And now for another part of the Balkans and its very complicated history. First time in Serbia and using Belgrade as my base. This is a much larger city than the last two capitals I have been in and it is also a large construction site in many places. It is not the most beautiful place I have seen but it is interesting in its way.
When I planned this trip I thought I would fly from place to place but turns out there are few direct flights from capital city to capital city so I found the website mydaytrip.com which effectively drives you door to door in comfort and with stops along the way if you want to do that. So enroute from Skopje to Belgrade I opted to make a 90 minute stop in the town of Nis for a quck walk around its fortress and park – great way to stretch my legs and see some Byzantine architecture – yes those Ottomans were here too.
On Day one I walked through the excellent pedestrianized shopping street (Knez Mihailova) to get to the place where everyone goes to here which is Kalemegdan Fortress – occupied by the romans and possibly before then and also the Ottomans and the Christians and so on. The large statue is known locally as Victor (he is meant to represent victory over the Ottomans and he has a commanding view towards new Belgrade at the point at which the Rivers Sava and Danube meet with their two distinct colours). He is also stark naked which shocked the locals at the time and this is why he is here rather than in town as they thought people wouldn’t notice that – but of course they do and they all come to see. I did try to get a shot from the front too but the sun was in my eyes…..
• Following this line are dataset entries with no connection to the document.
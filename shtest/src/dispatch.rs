// Copyright (c) The shtest Contributors
// SPDX-License-Identifier: MIT OR Apache-2.0

//! Command-line and environment parsing.

use camino::Utf8PathBuf;
use clap::Parser;
use shtest_runner::{
    config::{InterpreterSpec, RunnerOptions},
    list::TestList,
    runner::TestRunnerBuilder,
    test_filter::TestFilter,
};
use tracing_subscriber::EnvFilter;

/// A supervising runner for shell-based functional tests.
///
/// Discovers a tree of test scripts, runs each under a child shell in its
/// own process group, captures and annotates their output, enforces
/// inactivity and wall-clock timeouts, and records durable progress to a
/// journal that supports `--continue` after a crash or VM reset.
#[derive(Debug, Parser)]
#[command(name = "shtest", version)]
pub struct ShtestApp {
    /// Root of the test tree.
    #[arg(long, value_name = "PATH")]
    testdir: Utf8PathBuf,

    /// Where the journal, list, heartbeat and per-test logs live.
    #[arg(long, value_name = "PATH", default_value = ".")]
    outdir: Utf8PathBuf,

    /// The child's working directory (defaults to the test directory).
    #[arg(long, value_name = "PATH")]
    workdir: Option<Utf8PathBuf>,

    /// Load the journal and skip tests already done.
    #[arg(long = "continue")]
    resume: bool,

    /// Include filter: run tests matching any of these regexes.
    #[arg(long, value_name = "REGEXES", value_delimiter = ',')]
    only: Vec<String>,

    /// Exclude filter: skip tests matching any of these regexes.
    #[arg(long, value_name = "REGEXES", value_delimiter = ',')]
    skip: Vec<String>,

    /// Flavours to run.
    #[arg(long, value_name = "CSV", value_delimiter = ',', default_value = "vanilla")]
    flavours: Vec<String>,

    /// Extra files to watch for output while a test runs.
    #[arg(long, value_name = "PATHS", value_delimiter = ',')]
    watch: Vec<Utf8PathBuf>,

    /// Run tests ending in `.ext` via `<testdir>/<script> <file>`.
    #[arg(long, value_name = "EXT:SCRIPT")]
    interpreter: Vec<String>,

    /// Primary ordering key: the regex's first capture group, or the
    /// whole match.
    #[arg(long, value_name = "REGEX")]
    sort_hint: Vec<String>,

    /// Per-test inactivity timeout, in seconds.
    #[arg(long, value_name = "SECONDS", default_value_t = 60)]
    timeout: u64,

    /// Wall-clock budget for the whole run, in seconds.
    #[arg(long, value_name = "SECONDS", default_value_t = 10800)]
    total_timeout: u64,

    /// Parallel slots. More than one forces --batch.
    #[arg(long, value_name = "N")]
    jobs: Option<usize>,

    /// Batch mode: no terminal tricks, line-buffered per-slot output.
    #[arg(long)]
    batch: bool,

    /// Stream every test's output to stdout.
    #[arg(long)]
    verbose: bool,

    /// Leave the child attached to the terminal.
    #[arg(long)]
    interactive: bool,

    /// Tap the kernel log while tests run.
    #[arg(long)]
    kmsg: bool,

    /// Append a `.` to this file every 20 seconds while a test runs.
    #[arg(long, value_name = "PATH")]
    heartbeat: Option<Utf8PathBuf>,

    /// Stop the run after two consecutive per-test timeouts.
    #[arg(long)]
    fatal_timeouts: bool,

    /// Name of the environment variable carrying the flavour tag into
    /// each child.
    #[arg(long, value_name = "NAME", default_value = "TEST_FLAVOUR")]
    flavour_var: String,
}

impl ShtestApp {
    /// Executes the app, returning the process exit code.
    pub fn exec(self) -> i32 {
        init_logger();
        match self.exec_impl() {
            Ok(code) => code,
            Err(error) => {
                report_error(&error);
                error.exit_code()
            }
        }
    }

    fn exec_impl(self) -> Result<i32, AppError> {
        let options = self.into_options()?;
        let filter = TestFilter::from_options(&options)?;
        let test_list = TestList::discover(&options, &filter)?;

        let runner = TestRunnerBuilder::new(options).build()?;
        if runner.options().verbose {
            println!("### run started at {}", runner.started_at().to_rfc2822());
        }
        let summary = runner.execute(&test_list)?;
        Ok(summary.exit_code())
    }

    /// Folds the command line and the environment into runner options.
    /// `T`, `S` and `F` extend the filters; `BATCH`, `VERBOSE`,
    /// `INTERACTIVE` and `JOBS` override the UI flags. A variable set to
    /// empty or `"0"` counts as unset.
    fn into_options(self) -> Result<RunnerOptions, AppError> {
        let mut options = RunnerOptions::new(self.testdir);
        options.outdir = self.outdir;
        if let Some(workdir) = self.workdir {
            options.workdir = workdir;
        }
        options.resume = self.resume;
        options.only = self.only;
        options.skip = self.skip;
        options.flavours = self.flavours;
        options.watch = self.watch;
        options.interpreters = self
            .interpreter
            .iter()
            .map(|spec| InterpreterSpec::parse(spec))
            .collect::<Result<_, _>>()?;
        options.sort_hints = self.sort_hint;
        options.timeout = self.timeout;
        options.total_timeout = self.total_timeout;
        if let Some(jobs) = self.jobs {
            options.jobs = jobs;
        }
        options.batch = self.batch;
        options.verbose = self.verbose;
        options.interactive = self.interactive;
        options.kmsg = self.kmsg;
        options.heartbeat = self.heartbeat;
        options.fatal_timeouts = self.fatal_timeouts;
        options.flavour_var = self.flavour_var;

        if let Some(extra) = env_nonempty("T") {
            options.only.extend(split_csv(&extra));
        }
        if let Some(extra) = env_nonempty("S") {
            options.skip.extend(split_csv(&extra));
        }
        options.flavour_filter = env_nonempty("F");
        if env_nonempty("BATCH").is_some() {
            options.batch = true;
        }
        if env_nonempty("VERBOSE").is_some() {
            options.verbose = true;
        }
        if env_nonempty("INTERACTIVE").is_some() {
            options.interactive = true;
        }
        if let Some(jobs) = env_nonempty("JOBS") {
            options.jobs = jobs.parse().map_err(|_| AppError::InvalidJobs { jobs })?;
        }

        Ok(options)
    }
}

fn split_csv(input: &str) -> Vec<String> {
    input
        .split(',')
        .filter(|part| !part.is_empty())
        .map(str::to_owned)
        .collect()
}

fn env_nonempty(name: &str) -> Option<String> {
    match std::env::var(name) {
        Ok(value) if !value.is_empty() && value != "0" => Some(value),
        _ => None,
    }
}

fn init_logger() {
    let filter = EnvFilter::try_from_default_env()
        .unwrap_or_else(|_| EnvFilter::new("shtest=warn,shtest_runner=warn"));
    tracing_subscriber::fmt()
        .with_env_filter(filter)
        .with_writer(std::io::stderr)
        .init();
}

fn report_error(error: &dyn std::error::Error) {
    eprintln!("shtest: error: {error}");
    let mut source = error.source();
    while let Some(cause) = source {
        eprintln!("  caused by: {cause}");
        source = cause.source();
    }
}

#[derive(Debug, thiserror::Error)]
enum AppError {
    #[error("JOBS={jobs} is not a number")]
    InvalidJobs { jobs: String },

    #[error(transparent)]
    Options(#[from] shtest_runner::errors::OptionsError),

    #[error(transparent)]
    Discover(#[from] shtest_runner::errors::DiscoverError),

    #[error(transparent)]
    Runner(#[from] shtest_runner::errors::RunnerError),
}

impl AppError {
    /// Configuration errors exit 2; runner-level failures carry their own
    /// conventional codes (201 for fork-level trouble).
    fn exit_code(&self) -> i32 {
        match self {
            AppError::InvalidJobs { .. } | AppError::Options(_) => 2,
            AppError::Discover(_) => 1,
            AppError::Runner(error) => error.exit_code(),
        }
    }
}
I also went to some of the underground sites in this area. The Well – which was never actually a well but the Romans dug it very deep hoping to find water. They tried hard but they didn’t find any natural water (the water you see is only surface water from rain coming through the cracks in the rocks above) and there are lots of gory tales of people being lowered down there and left to starve to death and then to eat each other. Also more recently in this century a young girl was thrown down there by her boyfriend. All a bit creepy. The corridor is Tito’s bunker also built under a hill in the park that has a tiny entrance so would have been easy to disguise – no-one is sure he ever went there but his soldiers lived there for a long time keeping it going just in case. They only discovered it in the last 20 years.
While I am on the topic of Tito I might mention more about him. Both in Macedonia and here people who are older – say over 60 look back very fondly on his time as President of the Yugoslavian federation which included what is now 6 countries (Croatia, Montenegro, Bosnia and Herzegovina, Kosovo (although not recognised as a country by the Serbians); Macedonia and Slovenia). The name Yugoslavia means “Southern Slavic” so didn’t refer to any one country over another. Why did they like him? They will say everyone had a job; they had a passport that gave them access to more countries in the world without a visa than any other; although notionally communist he was not aligned to Stalin and managed to keep one foot in the East and the West; mixed marriage across the states was encouraged to unite the federation; there was no religion and no wars (possibly due to no religion?). He was made lifelong president and when he died in 1980 everything fell apart – the effects of which are still being felt today, with bombing of Serbia by the UN as recently as 1999.
Tito was also a larger than life character. He had at least “three loves of his life” – two of whom bore him children and many female “acquaintances”- ; he watched John Wayne movies every day; he loved to wear fur coats and walk his German shepherd dogs. Got Richard Burton to make a film about his life so that he would be in the area often – and the reason he did that is that he wanted to spend time with Elizabeth Taylor because she was the most beautiful woman in the world. They remained friends for many years and many husbands. He was also friendly with John Lennon and Yoko Ono. He loved Western culture and my guide remembered seeing Ray Charles in concert -brought over by Tito. Equally she remembered as a young child being in one of those thousand of 9 year old kids dancing for 90 minutes dressed all in blue and waving a ribbon (a la North Korea style) for his birthday. I think he liked the best of all worlds.
I liked this apocryphal story about him. At a T junction one day, his driver asked whether he should turn left or right. Tito is said to have replied “indicate left but turn right”. Says it all really.
After all this I visited the very contemporary Zepter Museum in a lovely old 1920s building. Mostly I liked the building better than the art but these caught my attention – especially the cheeky menorah (you have to zoom to see what I mean).